一项研究报告说,大脑皮层是覆盖着大脑的一层灰色物质,它们能影响有意识的思维、记忆、语言和其他功能,在大脑皮层内部神经连线的差别可能预测有自闭症谱系障碍(ASD)的成年人的社会与重复症状的严重程度。成像研究已经提示,在患自闭症和没有患自闭症的人的白质内部信号以不同的方式通信,但是仍然不清楚皮层的灰质内部的神经连线如何受到影响。ChristineEcker及其同事探索了患自闭症谱系障碍(ASD)的人们与一般人群的正确连接这个皮层内部区域所需的连接长度的差异。这组作者对患有自闭症谱系障碍(ASD)和没有患有该病的68名成年人进行了磁共振成像(MRI)扫描,结果发现患自闭症的人的连线成本远远低于没有患自闭症的人,特别是在大脑的前颞叶区域。这组作者说,这些发现证实了患自闭症谱系障碍(ASD)的人们的大脑的白质和灰质中都存在不寻常的连接,而且发现了可能是自闭症症状的基础的一组核心的神经变化。
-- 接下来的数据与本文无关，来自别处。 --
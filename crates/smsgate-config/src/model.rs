// SPDX-FileCopyrightText: 2026 Smsgate Contributors
// SPDX-License-Identifier: MIT OR Apache-2.0

//! Configuration model structs for the smsgate bridge.
//!
//! All structs use `#[serde(deny_unknown_fields)]` to reject unrecognized
//! config keys at startup, providing actionable error messages.

use std::collections::HashMap;

use serde::{Deserialize, Serialize};

/// Top-level smsgate configuration.
///
/// Loaded from TOML files following XDG hierarchy, with environment variable
/// overrides. All sections are optional and default to sensible values,
/// except that at least one `[[gateways]]` entry is needed to do anything.
#[derive(Debug, Clone, Default, Deserialize, Serialize)]
#[serde(deny_unknown_fields)]
pub struct SmsGateConfig {
    /// Process-level settings (logging).
    #[serde(default)]
    pub service: ServiceConfig,

    /// Configured gateway devices. Each entry gets its own client and poller.
    #[serde(default)]
    pub gateways: Vec<GatewayConfig>,

    /// Poller settings shared by all gateways.
    #[serde(default)]
    pub poll: PollConfig,

    /// Friendly recipient name -> phone number.
    #[serde(default)]
    pub recipients: HashMap<String, String>,

    /// Template name -> template body with `{{identifier}}` placeholders.
    #[serde(default)]
    pub templates: HashMap<String, String>,
}

/// Process-level settings.
#[derive(Debug, Clone, Deserialize, Serialize)]
#[serde(deny_unknown_fields)]
pub struct ServiceConfig {
    /// Logging level (trace, debug, info, warn, error).
    #[serde(default = "default_log_level")]
    pub log_level: String,
}

impl Default for ServiceConfig {
    fn default() -> Self {
        Self {
            log_level: default_log_level(),
        }
    }
}

fn default_log_level() -> String {
    "info".to_string()
}

/// Connection settings for one gateway device (local server, Basic Auth).
#[derive(Debug, Clone, Deserialize, Serialize)]
#[serde(deny_unknown_fields)]
pub struct GatewayConfig {
    /// Registry key for this device. A single-device setup can omit it.
    #[serde(default = "default_gateway_name")]
    pub name: String,

    /// Host or IP of the device on the local network.
    pub host: String,

    /// Local server port.
    #[serde(default = "default_gateway_port")]
    pub port: u16,

    /// Basic Auth username.
    pub username: String,

    /// Basic Auth password.
    pub password: String,
}

impl GatewayConfig {
    /// Base URL for the device's local REST server.
    pub fn base_url(&self) -> String {
        format!("http://{}:{}", self.host, self.port)
    }
}

fn default_gateway_name() -> String {
    "default".to_string()
}

/// Default local server port from the device documentation.
fn default_gateway_port() -> u16 {
    8080
}

/// Poller settings.
#[derive(Debug, Clone, Deserialize, Serialize)]
#[serde(deny_unknown_fields)]
pub struct PollConfig {
    /// Seconds between poll cycles.
    #[serde(default = "default_interval_secs")]
    pub interval_secs: u64,

    /// Page size for the recent-messages listing.
    #[serde(default = "default_messages_limit")]
    pub messages_limit: u32,
}

impl Default for PollConfig {
    fn default() -> Self {
        Self {
            interval_secs: default_interval_secs(),
            messages_limit: default_messages_limit(),
        }
    }
}

fn default_interval_secs() -> u64 {
    60
}

fn default_messages_limit() -> u32 {
    20
}

#[cfg(test)]
mod tests {
    use super::*;

    #[test]
    fn defaults_are_sensible() {
        let config = SmsGateConfig::default();
        assert_eq!(config.service.log_level, "info");
        assert!(config.gateways.is_empty());
        assert_eq!(config.poll.interval_secs, 60);
        assert_eq!(config.poll.messages_limit, 20);
        assert!(config.recipients.is_empty());
        assert!(config.templates.is_empty());
    }

    #[test]
    fn gateway_base_url_uses_host_and_port() {
        let gateway = GatewayConfig {
            name: "home".into(),
            host: "192.168.1.50".into(),
            port: 8080,
            username: "sms".into(),
            password: "secret".into(),
        };
        assert_eq!(gateway.base_url(), "http://192.168.1.50:8080");
    }
}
(生物谷Bioon.com)
生物谷推荐的英文摘要
PNAS doi: 10.1073/pnas.1221880110
Intrinsic gray-matter connectivity of the brain in adults with autism spectrum disorder
Christine Eckera,1,2, Lisa Ronanb,1, Yue Fenga, Eileen Dalya, Clodagh Murphya, Cedric E. Ginestetc, Michael Brammerc, Paul C. Fletcherb, Edward T. Bullmoreb, John Sucklingb, Simon Baron-Cohend, Steve Williamsc, Eva Lotha, MRC AIMS Consortium3, and Declan G. M. Murphy
Autism spectrum disorders (ASD) are a group of neurodevelopmental conditions that are accompanied by atypical brain connectivity. So far, in vivo evidence for atypical structural brain connectivity in ASD has mainly been based on neuroimaging studies of cortical white matter. However, genetic studies suggest that abnormal connectivity in ASD may also affect neural connections within the cortical gray matter. Such intrinsic gray-matter connections are inherently more difficult to describe in vivo but may be inferred from a variety of surface-based geometric features that can be measured using magnetic resonance imaging. Here, we present a neuroimaging study that examines the intrinsic cortico-cortical connectivity of the brain in ASD using measures of “cortical separation distances” to assess the global and local intrinsic “wiring costs” of the cortex (i.e., estimated length of horizontal connections required to wire the cortex within the cortical sheet). In a sample of 68 adults with ASD and matched controls, we observed significantly reduced intrinsic wiring costs of cortex in ASD, both globally and locally. Differences in global and local wiring cost were predominantly observed in fronto-temporal regions and also significantly predicted the severity of social and repetitive symptoms (respectively). Our study confirms that atypical cortico-cortical “connectivity” in ASD is not restricted to the development of white-matter connections but may also affect the intrinsic gray-matter architecture (and connectivity) within the cortical sheet. Thus, the atypical connectivity of the brain in ASD is complex, affecting both gray and white matter, and forms part of the core neural substrates underlying autistic symptoms.